*DATA EXCERPTS*.
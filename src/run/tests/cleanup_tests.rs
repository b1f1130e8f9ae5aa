//! Tests for teardown ordering and gating.

use crate::error::CleanupError;
use crate::run::tests::fake_cluster::FakeCluster;
use crate::run::{CleanupManager, ExecutionSession, ResolvedNamespace, SubmittedJob};

const NAMESPACE: &str = "kubrun-ns-aaaaa";
const JOB: &str = "kubrun-job-bbbbb";

fn session(owned: bool) -> ExecutionSession {
    ExecutionSession::new(
        ResolvedNamespace {
            name: String::from(NAMESPACE),
            owned,
        },
        SubmittedJob {
            job_name: String::from(JOB),
            container_name: String::from("kubrun-container-bbbbb"),
        },
    )
}

#[tokio::test]
async fn teardown_deletes_job_then_pods_then_owned_namespace() {
    let (mut cluster, _events) = FakeCluster::new();
    cluster.add_pod("pod-a", "");
    cluster.add_pod("pod-b", "");

    CleanupManager::new(&cluster)
        .run(&session(true), true)
        .await
        .expect("cleanup should succeed");

    assert_eq!(
        cluster.calls(),
        vec![
            format!("delete_job {NAMESPACE} {JOB}"),
            format!("list_job_pods {NAMESPACE} {JOB}"),
            format!("delete_pod {NAMESPACE} pod-a"),
            format!("delete_pod {NAMESPACE} pod-b"),
            format!("delete_namespace {NAMESPACE}"),
        ]
    );
}

#[tokio::test]
async fn disabled_cleanup_touches_nothing() {
    let (mut cluster, _events) = FakeCluster::new();
    cluster.add_pod("pod-a", "");

    CleanupManager::new(&cluster)
        .run(&session(true), false)
        .await
        .expect("disabled cleanup should be a no-op");

    assert!(cluster.calls().is_empty());
}

#[tokio::test]
async fn unowned_namespace_survives_teardown() {
    let (mut cluster, _events) = FakeCluster::new();
    cluster.add_pod("pod-a", "");

    CleanupManager::new(&cluster)
        .run(&session(false), true)
        .await
        .expect("cleanup should succeed");

    let calls = cluster.calls();
    assert!(calls.contains(&format!("delete_job {NAMESPACE} {JOB}")));
    assert!(!calls.iter().any(|call| call.starts_with("delete_namespace")));
}

#[tokio::test]
async fn job_delete_failure_stops_before_pods() {
    let (mut cluster, _events) = FakeCluster::new();
    cluster.add_pod("pod-a", "");
    cluster.fail("delete_job");

    let result = CleanupManager::new(&cluster).run(&session(true), true).await;

    assert!(matches!(result, Err(CleanupError::JobDeleteFailed { .. })));
    assert_eq!(cluster.calls(), vec![format!("delete_job {NAMESPACE} {JOB}")]);
}

#[tokio::test]
async fn pod_delete_failure_stops_before_namespace() {
    let (mut cluster, _events) = FakeCluster::new();
    cluster.add_pod("pod-a", "");
    cluster.fail("delete_pod");

    let result = CleanupManager::new(&cluster).run(&session(true), true).await;

    match result {
        Err(CleanupError::PodDeleteFailed { pod_name, .. }) => {
            assert_eq!(pod_name, "pod-a");
        }
        other => panic!("expected pod delete failure, got {other:?}"),
    }
    assert!(
        !cluster
            .calls()
            .iter()
            .any(|call| call.starts_with("delete_namespace"))
    );
}

#[tokio::test]
async fn pod_list_failure_stops_before_pod_deletes() {
    let (mut cluster, _events) = FakeCluster::new();
    cluster.add_pod("pod-a", "");
    cluster.fail("list_job_pods");

    let result = CleanupManager::new(&cluster).run(&session(true), true).await;

    assert!(matches!(result, Err(CleanupError::PodListFailed { .. })));
    assert!(
        !cluster
            .calls()
            .iter()
            .any(|call| call.starts_with("delete_pod"))
    );
}
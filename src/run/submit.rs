//! Job construction and submission.

use tracing::debug;

use crate::cluster::{ClusterApi, JobRequest};
use crate::error::SubmissionError;
use crate::run::names::{NameGenerator, RESOURCE_PREFIX};
use crate::run::request::ExecutionRequest;

/// The names under which a job was submitted.
#[derive(Debug, Clone, PartialEq, Eq)]
pub struct SubmittedJob {
    /// The job resource name.
    pub job_name: String,
    /// The container name inside the job's pod template.
    pub container_name: String,
}

/// Builds and submits the job resource for a session.
pub struct JobSubmitter<'a> {
    cluster: &'a dyn ClusterApi,
}

impl<'a> JobSubmitter<'a> {
    /// Create a submitter over the given cluster.
    #[must_use]
    pub const fn new(cluster: &'a dyn ClusterApi) -> Self {
        Self { cluster }
    }

    /// Submit the request's image and command as a single-attempt job.
    ///
    /// The job and container names share one random suffix, so they are
    /// correlated but each unique within the session.
    ///
    /// # Errors
    ///
    /// Returns `SubmissionError::CreateFailed` when the cluster rejects the
    /// job; the session aborts before any watch begins.
    pub async fn submit(
        &self,
        namespace: &str,
        request: &ExecutionRequest,
        names: &dyn NameGenerator,
    ) -> Result<SubmittedJob, SubmissionError> {
        let suffix = names.suffix();
        let job_name = format!("{RESOURCE_PREFIX}-job-{suffix}");
        let container_name = format!("{RESOURCE_PREFIX}-container-{suffix}");

        debug!(job = %job_name, namespace, "creating job");

        let job = JobRequest {
            job_name: job_name.clone(),
            container_name: container_name.clone(),
            image: request.image().to_owned(),
            command: request.command().to_vec(),
        };

        self.cluster
            .create_job(namespace, &job)
            .await
            .map_err(|e| SubmissionError::CreateFailed {
                job_name: job_name.clone(),
                message: e.to_string(),
            })?;

        Ok(SubmittedJob {
            job_name,
            container_name,
        })
    }
}
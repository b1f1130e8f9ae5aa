//! Namespace provisioning with ownership tracking.

use tracing::info;

use crate::cluster::ClusterApi;
use crate::error::NamespaceError;
use crate::run::names::{NameGenerator, RESOURCE_PREFIX};

/// The namespace a session runs in, and whether the session created it.
///
/// Ownership gates teardown: an externally-supplied, pre-existing namespace
/// is never deleted or recreated by kubrun.
#[derive(Debug, Clone, PartialEq, Eq)]
pub struct ResolvedNamespace {
    /// The namespace name all session resources live in.
    pub name: String,
    /// True iff this session created the namespace.
    pub owned: bool,
}

/// Ensures a usable namespace exists for the session.
pub struct NamespaceManager<'a> {
    cluster: &'a dyn ClusterApi,
    names: &'a dyn NameGenerator,
}

impl<'a> NamespaceManager<'a> {
    /// Create a manager over the given cluster and name generator.
    #[must_use]
    pub const fn new(cluster: &'a dyn ClusterApi, names: &'a dyn NameGenerator) -> Self {
        Self { cluster, names }
    }

    /// Resolve the session namespace, creating it when necessary.
    ///
    /// With no requested name, a `kubrun-ns-<suffix>` namespace is generated
    /// and owned. A requested name is probed first; any lookup failure is
    /// treated as the namespace being absent, and the session takes
    /// ownership by creating it.
    ///
    /// # Errors
    ///
    /// Returns `NamespaceError::CreateFailed` when an owned namespace cannot
    /// be created; the session must abort.
    pub async fn ensure(
        &self,
        requested: Option<&str>,
    ) -> Result<ResolvedNamespace, NamespaceError> {
        let (name, mut owned) = requested.map_or_else(
            || {
                let generated = format!("{RESOURCE_PREFIX}-ns-{}", self.names.suffix());
                info!(
                    namespace = %generated,
                    "no namespace provided, attempting to create a new one"
                );
                (generated, true)
            },
            |existing| (String::from(existing), false),
        );

        if !owned {
            if let Err(error) = self.cluster.get_namespace(&name).await {
                info!(
                    namespace = %name,
                    %error,
                    "provided namespace does not exist, attempting to create it"
                );
                owned = true;
            }
        }

        if owned {
            self.cluster
                .create_namespace(&name)
                .await
                .map_err(|e| NamespaceError::CreateFailed {
                    name: name.clone(),
                    message: e.to_string(),
                })?;
        }

        Ok(ResolvedNamespace { name, owned })
    }
}
//! Pod log collection for a completed job.

use tracing::debug;

use crate::cluster::ClusterApi;
use crate::error::LogRetrievalError;

/// Retrieves the logs of the pods a job spawned.
pub struct LogCollector<'a> {
    cluster: &'a dyn ClusterApi,
}

impl<'a> LogCollector<'a> {
    /// Create a collector over the given cluster.
    #[must_use]
    pub const fn new(cluster: &'a dyn ClusterApi) -> Self {
        Self { cluster }
    }

    /// Collect the job's output from its pods.
    ///
    /// Pods are selected by the `job-name` label and their logs buffered
    /// fully into memory, concatenated in pod-list order. With the job's
    /// single-attempt settings there is normally exactly one pod; when the
    /// platform produced more, every pod's output is kept.
    ///
    /// # Errors
    ///
    /// Returns `LogRetrievalError::ListFailed` when the pods cannot be
    /// listed, and `LogRetrievalError::PodLogFailed` naming the first pod
    /// whose log could not be read; remaining pods are not attempted.
    pub async fn collect(
        &self,
        namespace: &str,
        job_name: &str,
    ) -> Result<String, LogRetrievalError> {
        let pods = self
            .cluster
            .list_job_pods(namespace, job_name)
            .await
            .map_err(|e| LogRetrievalError::ListFailed {
                job_name: String::from(job_name),
                message: e.to_string(),
            })?;

        debug!(job = job_name, pods = pods.len(), "collecting pod logs");

        let mut stdout = String::new();
        for pod_name in pods {
            let log = self
                .cluster
                .pod_logs(namespace, &pod_name)
                .await
                .map_err(|e| LogRetrievalError::PodLogFailed {
                    pod_name: pod_name.clone(),
                    message: e.to_string(),
                })?;
            stdout.push_str(&log);
        }

        Ok(stdout)
    }
}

*WORK REQUIRED*. Every line containing the word "calls" must be copied from the material above.

*OUTPUT FOR THIS EXERCISE*.
        cluster.calls(),
    assert!(cluster.calls().is_empty());
    let calls = cluster.calls();
    assert!(calls.contains(&format!("delete_job {NAMESPACE} {JOB}")));
    assert!(!calls.iter().any(|call| call.starts_with("delete_namespace")));
    assert_eq!(cluster.calls(), vec![format!("delete_job {NAMESPACE} {JOB}")]);
            .calls()
            .calls()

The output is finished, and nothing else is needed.